Remarkably appealing but perhaps a shade too wistful for its own good, "Melvin and Howard," opening today at area theaters, confirms the affinity for authentic Middle American social comedy demonstrated by the young director Jonathan Demme.
"Melvin and Howard" is in touch with a rich, wild vein of comedy, but it feels rather tentative and ends abruptly, breezing by the most eventful and fascinating aspect of the factual story that inspired the movie -- the belated public consequences of a chance encounter between eccentric American originals at opposite ends of the social and temperamental spectrum. These accidental, sublimely satisfying soulmates are, of course, the improvident but lovable loser Melvin Dummar, played by Paul Le Mat, and the legendary reclusive billionaire Howard Hughes, played by Jason Robards.

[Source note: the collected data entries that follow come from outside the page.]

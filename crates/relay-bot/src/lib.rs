//! Signal relay trade pipeline.
//!
//! Main application that orchestrates the components:
//! - Configuration (TOML file + environment credentials)
//! - Bybit v5 broker with signed, time-synchronized requests
//! - Trade execution queue
//! - Instruction intake from newline-delimited JSON

pub mod app;
pub mod config;
pub mod error;

pub use app::{parse_instruction, Application};
pub use config::AppConfig;
pub use error::{AppError, AppResult};
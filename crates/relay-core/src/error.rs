//! Error types for relay-core.

use thiserror::Error;

/// Core error types.
#[derive(Debug, Error)]
pub enum CoreError {
    #[error("Invalid number: {0}")]
    InvalidNumber(String),

    #[error("Invalid step: {0}")]
    InvalidStep(String),

    #[error("Arithmetic overflow: {0}")]
    Overflow(String),
}

/// Result type alias for core operations.
pub type Result<T> = std::result::Result<T, CoreError>;
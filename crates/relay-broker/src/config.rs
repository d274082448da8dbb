//! Exchange connectivity configuration.

use serde::{Deserialize, Serialize};
use std::time::Duration;

const LIVE_URL: &str = "https://api.bybit.com";
const TESTNET_URL: &str = "https://api-testnet.bybit.com";

/// Exchange configuration.
#[derive(Debug, Clone, PartialEq, Serialize, Deserialize)]
#[serde(default)]
pub struct BrokerConfig {
    /// Use the testnet endpoint. Default: true.
    pub testnet: bool,
    /// Explicit REST base URL; overrides `testnet` when set.
    pub base_url: Option<String>,
    /// Product category (`linear` for USDT perpetuals).
    pub category: String,
    /// Receive window sent with every signed request (ms). Default: 5000.
    pub recv_window_ms: u64,
    /// Total attempts per logical request. Default: 3.
    pub max_retries: u32,
    /// Linear backoff unit between attempts (ms). Default: 500.
    pub retry_backoff_ms: u64,
    /// Periodically resync the clock offset before signed calls. Default: true.
    pub time_sync: bool,
    /// Resync when the last sync is older than this (s). Default: 60.
    pub time_resync_sec: u64,
    /// Switch the symbol to isolated margin before each order. Default: false.
    pub switch_isolated: bool,
    /// Connect and read timeout (s). Default: 10.
    pub timeout_sec: f64,
}

impl Default for BrokerConfig {
    fn default() -> Self {
        Self {
            testnet: true,
            base_url: None,
            category: "linear".to_string(),
            recv_window_ms: 5000,
            max_retries: 3,
            retry_backoff_ms: 500,
            time_sync: true,
            time_resync_sec: 60,
            switch_isolated: false,
            timeout_sec: 10.0,
        }
    }
}

impl BrokerConfig {
    /// REST base URL for the configured environment.
    pub fn rest_url(&self) -> String {
        match &self.base_url {
            Some(url) => url.trim_end_matches('/').to_string(),
            None if self.testnet => TESTNET_URL.to_string(),
            None => LIVE_URL.to_string(),
        }
    }

    pub fn environment(&self) -> &'static str {
        if self.testnet {
            "TESTNET"
        } else {
            "LIVE"
        }
    }

    pub fn timeout(&self) -> Duration {
        Duration::from_secs_f64(self.timeout_sec.max(0.1))
    }

    pub fn retry_backoff(&self) -> Duration {
        Duration::from_millis(self.retry_backoff_ms)
    }

    pub fn resync_interval(&self) -> Duration {
        Duration::from_secs(self.time_resync_sec)
    }

    /// Attempt budget, at least one.
    pub fn max_attempts(&self) -> u32 {
        self.max_retries.max(1)
    }
}
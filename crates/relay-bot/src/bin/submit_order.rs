//! Submit a single trading instruction through the trade queue.
//!
//! Prices accept locale-formatted text such as `"1 234,56"` or `"1,234.56"`.
//!
//! ```text
//! submit-order --symbol SOLUSDT --direction short --entry 150 --stop 155 --take 140
//! ```

use anyhow::{Context, Result};
use clap::{Parser, ValueEnum};
use relay_bot::{AppConfig, Application};
use relay_core::{normalize_number, Direction, Price, TradingInstruction};
use tracing::info;

#[derive(Debug, Clone, Copy, ValueEnum)]
enum Side {
    Long,
    Short,
}

impl From<Side> for Direction {
    fn from(side: Side) -> Self {
        match side {
            Side::Long => Direction::Long,
            Side::Short => Direction::Short,
        }
    }
}

/// Send one order to the exchange
#[derive(Parser, Debug)]
#[command(version, about, long_about = None)]
struct Args {
    /// Exchange symbol, e.g. SOLUSDT
    #[arg(long)]
    symbol: String,

    #[arg(long, value_enum)]
    direction: Side,

    #[arg(long)]
    entry: String,

    #[arg(long)]
    stop: String,

    #[arg(long)]
    take: String,

    /// Overrides risk.default_leverage
    #[arg(long)]
    leverage: Option<u32>,

    /// Configuration file path (can also be set via RELAY_CONFIG env var)
    #[arg(short, long)]
    config: Option<String>,

    /// Print the normalized instruction and exit
    #[arg(long)]
    dry_run: bool,
}

fn price(field: &str, text: &str) -> Result<Price> {
    normalize_number(text)
        .map(Price::new)
        .with_context(|| format!("invalid {field} price {text:?}"))
}

#[tokio::main]
async fn main() -> Result<()> {
    dotenvy::dotenv().ok();
    let args = Args::parse();

    let mut instruction = TradingInstruction::new(
        args.symbol.trim().to_uppercase(),
        args.direction.into(),
        price("entry", &args.entry)?,
        price("stop", &args.stop)?,
        price("take", &args.take)?,
    );
    if let Some(leverage) = args.leverage {
        instruction = instruction.with_leverage(leverage);
    }

    if args.dry_run {
        println!("{instruction}");
        return Ok(());
    }

    let config_path = AppConfig::resolve_path(args.config);
    let config = AppConfig::from_file(&config_path)?;
    relay_telemetry::init_logging(&config.telemetry.log_level, config.telemetry.http_verbose)?;

    let app = Application::new(config, AppConfig::credentials()?)?;
    app.queue().start();
    app.submit(instruction)?;
    app.queue().wait_idle().await;
    app.queue().stop().await;

    let stats = app.queue().stats();
    info!(succeeded = stats.succeeded, failed = stats.failed, "Done");
    if stats.failed > 0 {
        anyhow::bail!("order was not accepted");
    }
    Ok(())
}
//! Broker error types.

use relay_core::CoreError;
use thiserror::Error;

#[derive(Debug, Error)]
pub enum BrokerError {
    /// Exchange rejected the request timestamp (outside the receive window).
    #[error("Timestamp window rejected ({code}): {message}")]
    ClockSkew { code: i64, message: String },

    /// Connection, timeout, DNS or gateway failure.
    #[error("Transport error: {0}")]
    Transport(String),

    /// Any other non-zero result code. Never retried.
    #[error("{message} (ErrCode: {code})")]
    Exchange { code: i64, message: String },

    #[error("No instrument info for {0}")]
    NoInstrument(String),

    #[error("Validation error: {0}")]
    Validation(#[from] CoreError),

    #[error("Response decode error: {0}")]
    Decode(String),

    #[error("Signing error: {0}")]
    Signing(String),

    #[error("HTTP client error: {0}")]
    HttpClient(String),

    #[error("{op} failed after {attempts} attempts: {last}")]
    RetriesExhausted {
        op: String,
        attempts: u32,
        last: Box<BrokerError>,
    },

    #[error("{0} abandoned: shutdown requested")]
    Cancelled(String),
}

impl BrokerError {
    /// Whether the retry loop may try the call again.
    #[must_use]
    pub fn is_retryable(&self) -> bool {
        matches!(self, Self::ClockSkew { .. } | Self::Transport(_))
    }
}

pub type BrokerResult<T> = Result<T, BrokerError>;
//! Execution settings: order defaults and per-trade risk.

use relay_core::{TimeInForce, TpSlMode, TriggerBy};
use rust_decimal::Decimal;
use serde::{Deserialize, Serialize};

/// How entry orders are built.
#[derive(Debug, Clone, PartialEq, Serialize, Deserialize)]
#[serde(default)]
pub struct OrderDefaults {
    /// Enter at market instead of a limit at the instruction's entry price.
    pub market_entry: bool,
    pub time_in_force: TimeInForce,
    /// Price reference for take-profit and stop-loss triggers.
    pub tpsl_trigger: TriggerBy,
    pub tpsl_mode: TpSlMode,
}

impl Default for OrderDefaults {
    fn default() -> Self {
        Self {
            market_entry: false,
            time_in_force: TimeInForce::GoodTilCancelled,
            tpsl_trigger: TriggerBy::MarkPrice,
            tpsl_mode: TpSlMode::Full,
        }
    }
}

/// Capital at risk per instruction and queue concurrency.
#[derive(Debug, Clone, PartialEq, Serialize, Deserialize)]
#[serde(default)]
pub struct RiskConfig {
    /// Margin committed per trade, in USDT.
    pub usdt_per_trade: Decimal,
    /// Leverage when the instruction carries none.
    pub default_leverage: u32,
    /// Instruction handlers allowed in flight at once.
    pub max_concurrent: usize,
}

impl Default for RiskConfig {
    fn default() -> Self {
        Self {
            usdt_per_trade: Decimal::ONE_HUNDRED,
            default_leverage: 20,
            max_concurrent: 1,
        }
    }
}

/// Everything the instruction handler needs besides the broker.
#[derive(Debug, Clone, Default, PartialEq)]
pub struct ExecutionConfig {
    pub orders: OrderDefaults,
    pub risk: RiskConfig,
    /// Switch the symbol to isolated margin before each order.
    pub switch_isolated: bool,
}

impl ExecutionConfig {
    /// Concurrency limit, at least one.
    pub fn permits(&self) -> usize {
        self.risk.max_concurrent.max(1)
    }
}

The movie opens with a sustained fictional elaboration of the meeting recalled by Dummar, the only available authority for what may or may not have taken place. Of course, the pretext itself may be rejected by people who insist on believing that Dummar is at once a stupe, a liar and one of the great amateur forgers in the history of handwriting. The controversial
"Mormon Will," which named Dummar as one of Hughes' beneficiaries, was judged a forgery by a jury in 1978, but that vercict is likely to be remembered as a classic, socially lamentable dumb call.
In their hearts the filmmakers know that the so-called Mormon Will was genuine and that Dummar was telling the truth about giving a lift to a stranded, injured, scroungy, hostile old coot who must have been Hughes. Dummar never filled out his sketchy recollection, so Goldman has tried to imagine what might have imprinted the encounter on Hughes' mind and persuaded him to become the silent benefactor of a humble obsurity full of high hopes and prone to repeated failure.

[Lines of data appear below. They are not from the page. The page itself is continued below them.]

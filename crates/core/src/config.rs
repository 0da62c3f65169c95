//! Application configuration surface.
//!
//! The core never reads configuration files itself; callers deserialize an
//! [`AppConfig`] from whatever source they use (TOML, JSON, environment)
//! and hand it to the components that need it. [`AppConfig::validate`]
//! rejects invalid values with [`AutomationError::Config`].

use std::path::PathBuf;

use serde::{Deserialize, Serialize};

use crate::error::AutomationError;

/// Log levels accepted by [`AppConfig::log_level`].
const LOG_LEVELS: &[&str] = &["trace", "debug", "info", "warn", "error"];

/// Repository backends accepted by [`AppConfig::repository_type`].
const REPOSITORY_TYPES: &[&str] = &["file_system", "database"];

/// Recognized configuration options.
#[derive(Debug, Clone, PartialEq, Eq, Serialize, Deserialize)]
#[serde(default)]
pub struct AppConfig {
    /// Browser used when a run does not specify one.
    pub default_browser: String,
    /// Implicit element wait applied to new driver sessions, in seconds.
    pub implicit_wait: u64,
    /// Explicit chromedriver binary path; resolved from `PATH` when unset.
    pub chrome_driver_path: Option<PathBuf>,
    /// Explicit geckodriver binary path; resolved from `PATH` when unset.
    pub firefox_driver_path: Option<PathBuf>,
    /// Explicit edgedriver binary path; resolved from `PATH` when unset.
    pub edge_driver_path: Option<PathBuf>,
    /// Minimum severity emitted by the logging subscriber.
    pub log_level: String,
    /// Log destination file; stderr when unset.
    pub log_file: Option<PathBuf>,
    /// Directory the workflow repository stores artifacts under.
    pub workflows_path: PathBuf,
    /// File or directory the credential store persists to.
    pub credentials_path: PathBuf,
    /// Persistence backend selector.
    pub repository_type: String,
    /// Main window title.
    pub window_title: String,
    /// Main window geometry as `<width>x<height>`.
    pub window_geometry: String,
}

impl Default for AppConfig {
    fn default() -> Self {
        Self {
            default_browser: "chrome".to_owned(),
            implicit_wait: 5,
            chrome_driver_path: None,
            firefox_driver_path: None,
            edge_driver_path: None,
            log_level: "info".to_owned(),
            log_file: None,
            workflows_path: PathBuf::from("workflows"),
            credentials_path: PathBuf::from("credentials.json"),
            repository_type: "file_system".to_owned(),
            window_title: "AutoQliq".to_owned(),
            window_geometry: "1024x768".to_owned(),
        }
    }
}

impl AppConfig {
    /// Check every option for validity.
    ///
    /// # Errors
    ///
    /// Returns [`AutomationError::Config`] naming the first invalid option.
    pub fn validate(&self) -> Result<(), AutomationError> {
        if self.default_browser.trim().is_empty() {
            return Err(AutomationError::config("default_browser must not be empty"));
        }
        if self.implicit_wait > 300 {
            return Err(AutomationError::config(format!(
                "implicit_wait of {}s exceeds the 300s ceiling",
                self.implicit_wait
            )));
        }
        if !LOG_LEVELS.contains(&self.log_level.as_str()) {
            return Err(AutomationError::config(format!(
                "unknown log_level '{}' (expected one of {})",
                self.log_level,
                LOG_LEVELS.join(", ")
            )));
        }
        if !REPOSITORY_TYPES.contains(&self.repository_type.as_str()) {
            return Err(AutomationError::config(format!(
                "unknown repository_type '{}' (expected one of {})",
                self.repository_type,
                REPOSITORY_TYPES.join(", ")
            )));
        }
        parse_geometry(&self.window_geometry)?;
        Ok(())
    }

    /// Resolve the configured driver binary path for a browser tag.
    ///
    /// Returns `None` when no explicit path is configured, in which case
    /// the driver factory falls back to `PATH` resolution.
    #[must_use]
    pub fn driver_path_for(&self, browser: &str) -> Option<&PathBuf> {
        match browser {
            "chrome" => self.chrome_driver_path.as_ref(),
            "firefox" => self.firefox_driver_path.as_ref(),
            "edge" => self.edge_driver_path.as_ref(),
            _ => None,
        }
    }
}

/// Parse a `<width>x<height>` geometry string.
fn parse_geometry(geometry: &str) -> Result<(u32, u32), AutomationError> {
    let invalid = || {
        AutomationError::config(format!(
            "window_geometry '{geometry}' is not of the form <width>x<height>"
        ))
    };
    let (w, h) = geometry.split_once('x').ok_or_else(invalid)?;
    let width: u32 = w.parse().map_err(|_| invalid())?;
    let height: u32 = h.parse().map_err(|_| invalid())?;
    if width == 0 || height == 0 {
        return Err(invalid());
    }
    Ok((width, height))
}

The answer: To know Melvin is to like him. The movie suggests that Hughes was tickled by Melvin in spite of himself, that in a peculiar way he perceived something of his own drives in this opimistic young goof and decided to return the favor in the fullness of time.
Dummar discovers Hughes, injured riding his motorcycle out in the desert, when he pulls off the highway to answer a call of nature. He helps the old man into his truck and offers to take him to a nearby hospital, but his passenger insists on going to Las Vegal.
Naturally friendly, Dummar tries to make conversation, is initially rebuffed but gradually breaks through the grim-faced, suspicious-eyed defenses of Hughes, in part by threatening to expel him from the cab if he refuses to join in singing "Santa's Souped-Up Sleigh," one of many unpublished compositions. By the time Melvin drops his mysterious passenger in Las Vegas and consents with a sigh to lending him a quarter, a magical camaraderie has been achieved by Robards and Le Mat.
The story jumps from Tonopah, Nev., to Los Angeles to Willard, Utah, following Melvin's tireless but boobytrapped efforts to get ahead. Whenever luck seems to be running his way, he does something foolish and plunges straight back into debt.
Comic intimacy has become Demme's forte. Observing Melvin's conflicts with his first wife, Lynda (Mary Steenburgen, finally blessed with a role that puts her fluttery, squirrelly characteristics to appropriate and likable use), Demme sustains a sympathetic yet penetrating viewpoint, close enough to appreciate their fundamental decency and affection yet detached enough to perceive the incorrigible behavior patterns that drive them apart. They're deeply attached and utterly incompatible, and the contradiction seems to make perfect sense.
We see Melvin established in Willard with his second wife, Bonnie (Pamela Reed, a dynamic young actress who made an impressive debut last fall as Belle Starr in "The Long Riders"), a sensible, straighforward divorcee who recognizes an energetic family man when she sees one and also a potential screw-up who needs disciplined looking-after. Having come a long way with characters you've grown to like, foibles and all, the movie really needs to take on the climactic challenge of the Dummars' troubles after the will is delivered and made public.
Unfortunately, Demme and Goldman treat this incredible circus, which promises comic turmoil in the dizziest Preston Sturges tradition, with scant attention. Just when you hope the movie might kick into a faster humorous gear, it begins sputtering out. Sweet as it is, the story feels incomplete without a fuller account of the events tht transpired after Howard Hughes had made Melvin Dummar a household name.